While, in on hand, selfies apparently have the power to cure (or at least attempt to) cancer, they have other sorts of collateral damages. Not just ‘selfies’ itself, but the whole range of pictures and posts shared online to contribute to an overall effect of low self-esteem and envy. When typing “facebook causes” on a Google search, the first results:

[facebook causes depression / anxiety / relationship problems]

Exploring the ‘depression’ related articles, we find dozens of studies from all-over-the-world universities and, in the great majority, the results are more or less the same:

“On the surface, Facebook provides an invaluable resource for fulfilling the basic human need for social connection,” said U-M social psychologist Ethan Kross, lead author of the article and a faculty associate at the U-M Institute for Social Research. “But rather than enhance well-being, we found that Facebook use predicts the opposite result — it undermines it.”

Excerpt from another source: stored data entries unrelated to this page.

use chrono::Utc;
use sqlx::{SqliteConnection, SqlitePool};
use uuid::Uuid;

use super::row_parsers::joke_from_row;
use super::timestamp;
use crate::errors::{AppError, AppResult};
use crate::models::category::Category;
use crate::models::joke::{Joke, JokeChanges, NewJoke};

pub async fn insert(conn: &mut SqliteConnection, owner: Uuid, new: &NewJoke) -> AppResult<Joke> {
    new.validate()?;
    let now = Utc::now();
    let joke = Joke {
        id: Uuid::new_v4(),
        user_id: owner,
        title: new.title.trim().to_string(),
        content: new.content.clone(),
        created_at: now,
        updated_at: now,
        deleted_at: None,
    };

    sqlx::query("INSERT INTO jokes (id, user_id, title, content, created_at, updated_at) VALUES (?, ?, ?, ?, ?, ?)")
        .bind(joke.id.to_string())
        .bind(owner.to_string())
        .bind(&joke.title)
        .bind(&joke.content)
        .bind(timestamp(now))
        .bind(timestamp(now))
        .execute(&mut *conn)
        .await?;

    Ok(joke)
}

pub async fn attach(conn: &mut SqliteConnection, joke_id: Uuid, categories: &[Category]) -> AppResult<()> {
    for category in categories {
        sqlx::query("INSERT OR IGNORE INTO category_joke (category_id, joke_id) VALUES (?, ?)")
            .bind(category.id.to_string())
            .bind(joke_id.to_string())
            .execute(&mut *conn)
            .await?;
    }
    Ok(())
}

pub async fn list_live(pool: &SqlitePool) -> AppResult<Vec<Joke>> {
    let rows = sqlx::query("SELECT * FROM jokes WHERE deleted_at IS NULL ORDER BY created_at DESC, id")
        .fetch_all(pool)
        .await?;
    rows.iter().map(joke_from_row).collect()
}

pub async fn list_by_owner(pool: &SqlitePool, owner: Uuid) -> AppResult<Vec<Joke>> {
    let rows = sqlx::query("SELECT * FROM jokes WHERE user_id = ? AND deleted_at IS NULL ORDER BY created_at DESC, id")
        .bind(owner.to_string())
        .fetch_all(pool)
        .await?;
    rows.iter().map(joke_from_row).collect()
}

pub async fn search(pool: &SqlitePool, term: &str) -> AppResult<Vec<Joke>> {
    let pattern = format!("%{}%", term.trim());
    let rows = sqlx::query(
        "SELECT * FROM jokes WHERE deleted_at IS NULL AND (title LIKE ? OR content LIKE ?) ORDER BY created_at DESC, id",
    )
    .bind(&pattern)
    .bind(&pattern)
    .fetch_all(pool)
    .await?;
    rows.iter().map(joke_from_row).collect()
}

/// Live jokes attached to a category.
pub async fn in_category(pool: &SqlitePool, category_id: Uuid) -> AppResult<Vec<Joke>> {
    let rows = sqlx::query(
        "SELECT j.* FROM jokes j JOIN category_joke cj ON cj.joke_id = j.id \
         WHERE cj.category_id = ? AND j.deleted_at IS NULL ORDER BY j.created_at DESC, j.id",
    )
    .bind(category_id.to_string())
    .fetch_all(pool)
    .await?;
    rows.iter().map(joke_from_row).collect()
}

pub async fn update(pool: &SqlitePool, joke: &Joke, changes: &JokeChanges) -> AppResult<Joke> {
    changes.validate()?;
    let mut updated = joke.clone();
    if let Some(title) = &changes.title {
        updated.title = title.trim().to_string();
    }
    if let Some(content) = &changes.content {
        updated.content = content.clone();
    }
    updated.updated_at = Utc::now();

    let result = sqlx::query("UPDATE jokes SET title = ?, content = ?, updated_at = ? WHERE id = ? AND deleted_at IS NULL")
        .bind(&updated.title)
        .bind(&updated.content)
        .bind(timestamp(updated.updated_at))
        .bind(joke.id.to_string())
        .execute(pool)
        .await?;

    if result.rows_affected() == 0 {
        return Err(AppError::not_found("joke not found"));
    }
    Ok(updated)
}
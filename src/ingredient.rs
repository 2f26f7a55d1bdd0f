use serde::{Deserialize, Serialize};

/// Ingrediente del bar junto con sus estadisticas de consumo.
#[derive(Debug, Clone, PartialEq, Serialize, Deserialize)]
#[serde(rename_all = "camelCase")]
pub struct Ingredient {
    pub name: String,
    pub alcohol_contents: f64,
    #[serde(default)]
    pub consumption_oz: f64,
    #[serde(default)]
    pub use_frequency: u64,
}

impl Ingredient {
    pub fn new(name: &str, alcohol_contents: f64) -> Ingredient {
        Ingredient {
            name: name.to_string(),
            alcohol_contents,
            consumption_oz: 0.0,
            use_frequency: 0,
        }
    }

    /// Registers that `oz` of this ingredient were poured.
    pub fn record_use(&mut self, oz: f64) {
        self.consumption_oz += oz;
        self.use_frequency += 1;
    }
}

The same people that are promoting the fake-social-persona culture are left feeling miserable when looking at other people profiles. In Freudian psychiatry and psychoanalysis, the term narcissism denotes ‘an excessive degree of self-esteem or self-involvement, a condition that is usually a form of emotional immaturity.

Today, the apparently narcissistic-over-sharers on social medias are getting backfired. As they pretend to have ‘an excessive degree of self-esteem,’ their emotional immaturity makes them all the more vulnerable to the ‘side effects’ of social media. In our modern mythology, narcissuses are daily drowning in virtual mirrors that reflect nothing but their false selves.

References

Encyclopedia Britannica — http://www.britannica.com/, consulted on 4/6/14. Web.

Jenkins, Henry. Convergence Culture: Where Old and New Media Collide. New York: New York UP, 2006. Print.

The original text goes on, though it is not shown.